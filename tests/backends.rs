#[cfg(test)]
mod tests {
    use torus_life::{
        compute_partitions, random_seed, run, BackendKind, Grid, Report, SimConfig,
    };

    const SEED: u64 = 42;
    const FILL_RATE: f64 = 0.3;

    fn assert_grids_equal(expected: &Grid, actual: &Grid, what: &str) {
        assert_eq!((expected.rows(), expected.cols()), (actual.rows(), actual.cols()));
        if expected == actual {
            return;
        }
        let (rows, cols) = (expected.rows() as isize, expected.cols() as isize);
        const K: isize = 10;
        for y in 0..rows {
            for x in 0..cols {
                if expected.get(y, x) == actual.get(y, x) {
                    continue;
                }
                let mut picture = String::new();
                for y in (y - K).max(0)..(y + K).min(rows) {
                    for grid in [expected, actual] {
                        picture.push('|');
                        picture.extend(
                            ((x - K).max(0)..(x + K).min(cols))
                                .map(|x| if grid.get(y, x).is_alive() { '#' } else { ' ' }),
                        );
                    }
                    picture.push_str("|\n");
                }
                panic!("{what}: mismatch at ({x}, {y}):\n{picture}");
            }
        }
    }

    fn run_all(config: SimConfig, seed: &Grid) -> Vec<(BackendKind, Report, Grid)> {
        BackendKind::ALL
            .into_iter()
            .map(|kind| {
                let (report, grid) = run(kind, config, seed.clone(), None).unwrap();
                (kind, report, grid)
            })
            .collect()
    }

    #[test]
    fn backends_agree_on_random_fields() {
        for (rows, cols, workers) in [(64, 64, 4), (61, 47, 3), (33, 80, 7), (16, 16, 16)] {
            let seed = random_seed(rows, cols, FILL_RATE, Some(SEED)).unwrap();
            let config = SimConfig {
                rows,
                cols,
                generations: 40,
                workers,
            };
            let results = run_all(config, &seed);
            let (_, expected_report, expected_grid) = &results[0];
            assert_eq!(expected_report.alive, Some(expected_grid.alive_count()));
            for (kind, report, grid) in &results[1..] {
                let what = format!("{kind} on {rows}x{cols} with {workers} workers");
                assert_grids_equal(expected_grid, grid, &what);
                assert_eq!(report.alive, expected_report.alive, "{what}");
                assert_eq!(report.generations_run, 40, "{what}");
            }
        }
    }

    #[test]
    fn worker_count_does_not_change_result() {
        let seed = random_seed(50, 50, FILL_RATE, Some(SEED + 1)).unwrap();
        let reference = run(
            BackendKind::SharedMemory,
            SimConfig::square(50, 25, 1),
            seed.clone(),
            None,
        )
        .unwrap()
        .1;
        for workers in [2, 3, 7, 50] {
            for kind in BackendKind::ALL {
                let config = SimConfig::square(50, 25, workers);
                let (_, grid) = run(kind, config, seed.clone(), None).unwrap();
                assert_grids_equal(&reference, &grid, &format!("{kind} x{workers}"));
            }
        }
    }

    #[test]
    fn partition_counts_sum_to_total() {
        let seed = random_seed(45, 30, FILL_RATE, Some(SEED)).unwrap();
        let (report, grid) = run(
            BackendKind::Distributed,
            SimConfig {
                rows: 45,
                cols: 30,
                generations: 15,
                workers: 4,
            },
            seed,
            None,
        )
        .unwrap();
        let partial_sum: usize = compute_partitions(45, 4)
            .unwrap()
            .into_iter()
            .map(|p| grid.alive_count_in(p))
            .sum();
        assert_eq!(partial_sum, grid.alive_count());
        assert_eq!(report.alive, Some(partial_sum));
    }

    #[test]
    fn invalid_configurations_fail_fast() {
        let seed = random_seed(4, 4, FILL_RATE, Some(SEED)).unwrap();
        for kind in BackendKind::ALL {
            assert!(run(kind, SimConfig::square(4, 3, 0), seed.clone(), None).is_err());
            assert!(run(kind, SimConfig::square(4, 3, 5), seed.clone(), None).is_err());
        }
    }
}
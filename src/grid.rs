use crate::{ConfigError, Partition};
use std::fmt;

#[derive(Clone, Copy, Debug, Default, PartialEq, Eq, Hash)]
#[repr(u8)]
pub enum Cell {
    #[default]
    Dead = 0,
    Alive = 1,
}

impl Cell {
    pub fn is_alive(self) -> bool {
        self == Cell::Alive
    }
}

impl From<bool> for Cell {
    fn from(alive: bool) -> Self {
        if alive {
            Cell::Alive
        } else {
            Cell::Dead
        }
    }
}

/// Fixed-size toroidal field stored row-major.
#[derive(Clone, PartialEq, Eq)]
pub struct Grid {
    cells: Vec<Cell>,
    rows: usize,
    cols: usize,
}

impl Grid {
    /// Creates a field with all cells dead.
    ///
    /// Fails instead of aborting when the cell buffer cannot be allocated.
    pub fn blank(rows: usize, cols: usize) -> Result<Self, ConfigError> {
        if rows == 0 || cols == 0 {
            return Err(ConfigError::EmptyGrid { rows, cols });
        }
        let too_large = ConfigError::GridTooLarge { rows, cols };
        let size = rows.checked_mul(cols).ok_or(too_large.clone())?;
        let mut cells = Vec::new();
        cells.try_reserve_exact(size).map_err(|_| too_large)?;
        cells.resize(size, Cell::Dead);
        Ok(Self { cells, rows, cols })
    }

    pub fn rows(&self) -> usize {
        self.rows
    }

    pub fn cols(&self) -> usize {
        self.cols
    }

    fn index(&self, row: isize, col: isize) -> usize {
        let row = row.rem_euclid(self.rows as isize) as usize;
        let col = col.rem_euclid(self.cols as isize) as usize;
        row * self.cols + col
    }

    /// Indices wrap around both axes, so `-1` is the last row/column.
    pub fn get(&self, row: isize, col: isize) -> Cell {
        self.cells[self.index(row, col)]
    }

    pub fn set(&mut self, row: isize, col: isize, state: Cell) {
        let i = self.index(row, col);
        self.cells[i] = state;
    }

    /// `row` must be in `0..rows`.
    pub fn row(&self, row: usize) -> &[Cell] {
        &self.cells[row * self.cols..(row + 1) * self.cols]
    }

    pub fn cells(&self) -> &[Cell] {
        &self.cells
    }

    pub(crate) fn cells_mut(&mut self) -> &mut [Cell] {
        &mut self.cells
    }

    pub fn rows_slice(&self, partition: Partition) -> &[Cell] {
        &self.cells[partition.start * self.cols..partition.end * self.cols]
    }

    pub(crate) fn rows_slice_mut(&mut self, partition: Partition) -> &mut [Cell] {
        &mut self.cells[partition.start * self.cols..partition.end * self.cols]
    }

    /// Overwrites the rows of `partition` with `src`, which must hold exactly
    /// `partition.len() * cols` cells.
    pub fn copy_rows_from(&mut self, partition: Partition, src: &[Cell]) {
        self.rows_slice_mut(partition).copy_from_slice(src);
    }

    pub fn alive_count(&self) -> usize {
        self.cells.iter().filter(|c| c.is_alive()).count()
    }

    pub fn alive_count_in(&self, partition: Partition) -> usize {
        self.rows_slice(partition)
            .iter()
            .filter(|c| c.is_alive())
            .count()
    }
}

impl fmt::Debug for Grid {
    fn fmt(&self, f: &mut fmt::Formatter<'_>) -> fmt::Result {
        writeln!(f, "Grid {}x{}", self.rows, self.cols)?;
        for row in self.cells.chunks_exact(self.cols) {
            let line: String = row
                .iter()
                .map(|c| if c.is_alive() { '#' } else { '.' })
                .collect();
            writeln!(f, "{line}")?;
        }
        Ok(())
    }
}

/// The `current` field is only read during a step, `next` is fully
/// overwritten; `swap` exchanges the roles without copying cells.
pub struct DoubleBuffer {
    current: Grid,
    next: Grid,
}

impl DoubleBuffer {
    pub fn new(seed: Grid) -> Result<Self, ConfigError> {
        let next = Grid::blank(seed.rows, seed.cols)?;
        Ok(Self {
            current: seed,
            next,
        })
    }

    pub fn current(&self) -> &Grid {
        &self.current
    }

    pub fn next(&self) -> &Grid {
        &self.next
    }

    pub fn next_mut(&mut self) -> &mut Grid {
        &mut self.next
    }

    /// Read access to `current` together with write access to `next`.
    pub fn split(&mut self) -> (&Grid, &mut Grid) {
        (&self.current, &mut self.next)
    }

    pub fn swap(&mut self) {
        std::mem::swap(&mut self.current, &mut self.next);
    }

    pub fn into_current(self) -> Grid {
        self.current
    }
}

####

Exercise description.
Reproduce only the lines above, starting at the line with "let size = rows.checked_mul(cols).ok_or(too_large.clone())?;" and ending at the line with "let row = row.rem_euclid(self.rows", exactly as written.

Output below.
        let size = rows.checked_mul(cols).ok_or(too_large.clone())?;
        let mut cells = Vec::new();
        cells.try_reserve_exact(size).map_err(|_| too_large)?;
        cells.resize(size, Cell::Dead);
        Ok(Self { cells, rows, cols })
    }

    pub fn rows(&self) -> usize {
        self.rows
    }

    pub fn cols(&self) -> usize {
        self.cols
    }

    fn index(&self, row: isize, col: isize) -> usize {
        let row = row.rem_euclid(self.rows as isize) as usize;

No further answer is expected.